(In)Fringe benefits

As his new publication INFRINGE is released, Anthony Mascolo shares his insight on staying inspired after more than 40 years in hairdressing

Adored by thousands of hairdressers all over the globe, TIGI’s Anthony Mascolo has been at the top of his game for more than four decades. It makes sense that he’s always looking for ways to challenge and push his own creativity. Together with his wife, make-up artist and creative collaborator, Pat Mascolo, Anthony wanted to find a new platform to express himself, and offer a creative outlet to his team of hairdressers, fashion stylists and make-up artists. This led to INFRINGE – An Anthropology of Hair.

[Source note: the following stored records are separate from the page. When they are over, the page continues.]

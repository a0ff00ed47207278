//! # Core Domain Entities
//!
//! Service identity and registry records shared by the registry, the
//! services that register with it and the clients that discover them.

use chrono::{DateTime, Utc};
use serde::{Deserialize, Serialize};
use std::collections::BTreeMap;
use std::fmt;
use std::str::FromStr;

/// Default health path probed by the registry.
pub const DEFAULT_HEALTH_ENDPOINT: &str = "/health";

/// Well-known registry port.
pub const REGISTRY_PORT: u16 = 8000;

/// Free-form string metadata attached to a registration.
pub type Metadata = BTreeMap<String, String>;

/// Registry-assigned health status.
#[derive(Debug, Clone, Copy, PartialEq, Eq, Hash, Serialize, Deserialize, Default)]
#[serde(rename_all = "lowercase")]
pub enum ServiceStatus {
    /// Registered but not yet probed.
    #[default]
    Unknown,
    Healthy,
    Unhealthy,
}

impl fmt::Display for ServiceStatus {
    fn fmt(&self, f: &mut fmt::Formatter<'_>) -> fmt::Result {
        f.write_str(match self {
            ServiceStatus::Unknown => "unknown",
            ServiceStatus::Healthy => "healthy",
            ServiceStatus::Unhealthy => "unhealthy",
        })
    }
}

/// Body of a `POST /register` call.
#[derive(Debug, Clone, PartialEq, Eq, Serialize, Deserialize)]
pub struct ServiceRegistration {
    pub service_name: String,
    pub host: String,
    pub port: u16,
    #[serde(default = "default_health_endpoint")]
    pub health_endpoint: String,
    #[serde(default)]
    pub metadata: Metadata,
}

fn default_health_endpoint() -> String {
    DEFAULT_HEALTH_ENDPOINT.to_string()
}

impl ServiceRegistration {
    pub fn new(service_name: impl Into<String>, host: impl Into<String>, port: u16) -> Self {
        Self {
            service_name: service_name.into(),
            host: host.into(),
            port,
            health_endpoint: default_health_endpoint(),
            metadata: Metadata::new(),
        }
    }

    /// Base URL derived from host and port.
    pub fn base_url(&self) -> String {
        format!("http://{}:{}", self.host, self.port)
    }
}

/// What the registry knows about one service.
///
/// Keyed by `service_name`; re-registration replaces the address and
/// metadata but keeps the original `registered_at`.
#[derive(Debug, Clone, PartialEq, Serialize, Deserialize)]
pub struct ServiceRecord {
    pub service_name: String,
    pub host: String,
    pub port: u16,
    pub url: String,
    pub health_endpoint: String,
    pub status: ServiceStatus,
    pub registered_at: DateTime<Utc>,
    pub last_heartbeat: DateTime<Utc>,
    #[serde(default)]
    pub metadata: Metadata,
}

impl ServiceRecord {
    /// Full URL probed by the health checker.
    pub fn health_url(&self) -> String {
        let base = self.url.trim_end_matches('/');
        if self.health_endpoint.starts_with('/') {
            format!("{base}{}", self.health_endpoint)
        } else {
            format!("{base}/{}", self.health_endpoint)
        }
    }
}

/// Answer to `GET /discover/{name}`.
#[derive(Debug, Clone, PartialEq, Eq, Serialize, Deserialize)]
pub struct Discovery {
    pub service_name: String,
    pub url: String,
    pub status: ServiceStatus,
}

/// Acknowledgement returned by `POST /register`.
#[derive(Debug, Clone, PartialEq, Eq, Serialize, Deserialize)]
pub struct RegistrationAck {
    pub status: String,
    pub service_name: String,
}

/// Body of `GET /health` on every service.
#[derive(Debug, Clone, PartialEq, Eq, Serialize, Deserialize)]
pub struct HealthReport {
    pub status: String,
    pub service: String,
}

impl HealthReport {
    pub fn healthy(service: impl Into<String>) -> Self {
        Self {
            status: "healthy".to_string(),
            service: service.into(),
        }
    }
}

// =============================================================================
// SERVICE ROLES
// =============================================================================

/// The research collaborators that make up the system.
#[derive(Debug, Clone, Copy, PartialEq, Eq, Hash, PartialOrd, Ord)]
pub enum ServiceRole {
    WebSearch,
    KnowledgeExtraction,
    ResearchAggregation,
}

impl ServiceRole {
    pub const ALL: [ServiceRole; 3] = [
        ServiceRole::WebSearch,
        ServiceRole::KnowledgeExtraction,
        ServiceRole::ResearchAggregation,
    ];

    /// Name the service registers under.
    pub fn service_name(&self) -> &'static str {
        match self {
            ServiceRole::WebSearch => "web-search",
            ServiceRole::KnowledgeExtraction => "knowledge-extraction",
            ServiceRole::ResearchAggregation => "research-aggregation",
        }
    }

    /// Conventional listen port.
    pub fn default_port(&self) -> u16 {
        match self {
            ServiceRole::WebSearch => 8001,
            ServiceRole::KnowledgeExtraction => 8002,
            ServiceRole::ResearchAggregation => 8003,
        }
    }
}

impl fmt::Display for ServiceRole {
    fn fmt(&self, f: &mut fmt::Formatter<'_>) -> fmt::Result {
        f.write_str(self.service_name())
    }
}

impl FromStr for ServiceRole {
    type Err = String;

    fn from_str(s: &str) -> Result<Self, Self::Err> {
        let normalized = s.trim().to_ascii_lowercase().replace('_', "-");
        match normalized.as_str() {
            "web-search" | "search" => Ok(ServiceRole::WebSearch),
            "knowledge-extraction" | "knowledge" => Ok(ServiceRole::KnowledgeExtraction),
            "research-aggregation" | "aggregation" => Ok(ServiceRole::ResearchAggregation),
            _ => Err(format!("unknown service role: {s}")),
        }
    }
}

Surrounded by a close team of graphic designers, artists in residence, film-makers, and photographers, Anthony and Pat launched a web site dedicated to the pursuit of artistry within hair. This site presents their own work, and developed into an emerging exploration into the culture of hair, seen through the eyes of hairdressers, artists, photographers, fashion designers and other diverse groups. The next step was a tangible publication – a 500-page tome called INFRINGE, now available to UK consumers through WHSmiths and other outlets.

The challenge, when anyone has been in the industry for a lengthy space of time, is identifying ways to push what you do and maintain a high level of creativity. Know how that feels? Then let Anthony share just how he does it… 

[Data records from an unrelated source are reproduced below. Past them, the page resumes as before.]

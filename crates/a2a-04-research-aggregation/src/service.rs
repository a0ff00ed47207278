use crate::domain::{build_report, AggregationError, ResearchSession};
use chrono::Utc;
use parking_lot::RwLock;
use shared_types::{
    AggregateAck, AggregateRequest, ResearchReport, SessionInfo, SessionList, SessionRequest,
};
use std::collections::HashMap;
use std::sync::Arc;
use tracing::info;
use uuid::Uuid;

/// Session store shared by the HTTP API and the envelope handlers.
#[derive(Clone, Default)]
pub struct AggregationService {
    sessions: Arc<RwLock<HashMap<String, ResearchSession>>>,
}

impl AggregationService {
    pub fn new() -> Self {
        Self::default()
    }

    /// Opens a session. A caller-supplied id that already exists is reset.
    pub fn start_session(&self, request: SessionRequest) -> SessionInfo {
        let session_id = request
            .session_id
            .filter(|id| !id.is_empty())
            .unwrap_or_else(|| Uuid::new_v4().to_string());
        let session = ResearchSession::new(session_id.clone(), request.topic, Utc::now());
        let info = session.info();
        self.sessions.write().insert(session_id, session);
        info!(session = %info.session_id, topic = %info.topic, "[research-aggregation] Session started");
        info
    }

    pub fn aggregate(&self, request: AggregateRequest) -> Result<AggregateAck, AggregationError> {
        let mut sessions = self.sessions.write();
        let session = sessions
            .get_mut(&request.session_id)
            .ok_or_else(|| AggregationError::SessionNotFound(request.session_id.clone()))?;
        let added = request.results.len();
        session.append(request.results, request.insights);
        info!(
            session = %request.session_id,
            added,
            total = session.search_results.len(),
            "[research-aggregation] Results aggregated"
        );
        Ok(AggregateAck {
            status: "aggregated".to_string(),
            total_results: session.search_results.len(),
        })
    }

    pub fn report(&self, session_id: &str) -> Result<ResearchReport, AggregationError> {
        let session = self.session(session_id)?;
        let report = build_report(&session, Utc::now());
        info!(
            session = %session_id,
            sources = report.total_sources,
            "[research-aggregation] Report generated"
        );
        Ok(report)
    }

    pub fn session(&self, session_id: &str) -> Result<ResearchSession, AggregationError> {
        self.sessions
            .read()
            .get(session_id)
            .cloned()
            .ok_or_else(|| AggregationError::SessionNotFound(session_id.to_string()))
    }

    /// Summaries ordered by start time.
    pub fn list(&self) -> SessionList {
        let mut sessions: Vec<_> = self.sessions.read().values().map(ResearchSession::summary).collect();
        sessions.sort_by(|a, b| {
            a.started_at
                .cmp(&b.started_at)
                .then_with(|| a.session_id.cmp(&b.session_id))
        });
        SessionList { sessions }
    }
}
pub mod outbound;

pub use outbound::{ServiceDirectory, WorkflowTransport};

How do you find and maintain creativity when you’re a busy salon stylist?

“I’ve always been lucky to have people around me who’ve encouraged me to be experimental, enabling me to push myself and progress. I’m always thinking about what to do next and I’m very lucky to be married to a person who has not only supported me, but is equally original in her thinking.

“Hairdressers are naturally artistic, but when you’ve got a full column everyday, it can be hard to find the time to drive your creativity. You’ve got to give yourself time.  In the early days of our careers, Pat and I worked evenings and weekends. We still spend a lot of time talking about what we can do next – it’s what we do. It’s important to be open to ideas and be aware of everything that can support you. I always say inspiration comes from everywhere. It might be a film, music, art, people on the street, fashion, nature, architecture or a conversation you have with your team.

“While I’ve been fortunate to travel to most places in the world, my home has always been London and it remains one of my key points of inspiration. Long before East London became a hotspot for new trends, I was inspired by the street fashion and experimental style of Londoners.

“Never stop looking, research continually and regularly brainstorm with your team and those close to you. When we’re planning a new collection my team and I research separately and then pool our ideas. Everyone sees things slightly differently. Mixing those concepts together can formulate a great story.”

What advice would you give to succeed in an increasingly competitive environment?

“I’ve always believed in the importance of education. I think if you stop learning you stop progressing and you also lose your enthusiasm. Improving your techniques keeps you focused. From a salon owner’s perspective, education grows a strong, inspired and happy team, and the upside of this is staff and client loyalty and business success.

“Education is about investing in yourself and your team. It means prioritising the time to attend courses or create training within the salon. It’s also sharing what you know and what you learn with others. I firmly believe in sharing everything I do as soon as I do it. I’ve always maintained this philosophy pushes me to move my own work to the next level. In fact I’ve always said: ‘what’s new today, is old tomorrow’, this little phrase keeps me progressing what I do.”

After more than four decades in hair, how do you maintain your energy and drive?

“I’ve never stopped enjoying what I do and never lost the desire to improve. I believe in challenging myself and the people I work with. When it comes to energy, I do take more holidays these days and I spend a lot of time with my family. My three kids all inspire me. My eldest daughter, Georgina, is an artist and photographer. She shot a lot of the still-life imagery in INFRINGE. My middle daughter, Alex, has a degree in Anthropology and it was her influence that made us think of hair in terms of cultural differences and development. And my youngest, Josh, is a hairdresser and frequently works with me on shoots and shows. You’ve got to build a future for your family and that’s one thing giving me continual drive.

“My advice to people starting out in hairdressing is: have passion. You’ve got to love what you do. That’s an important part of being good at hairdressing, the days are usually long and hard and it’s competitive. If you don’t love it, do something else.  Most of the top hairdressers are totally dedicated to their profession. It’s got to be more than ‘a job’, it’s a lifestyle. I have fun doing what I do and I want everyone who works with me to have fun too.”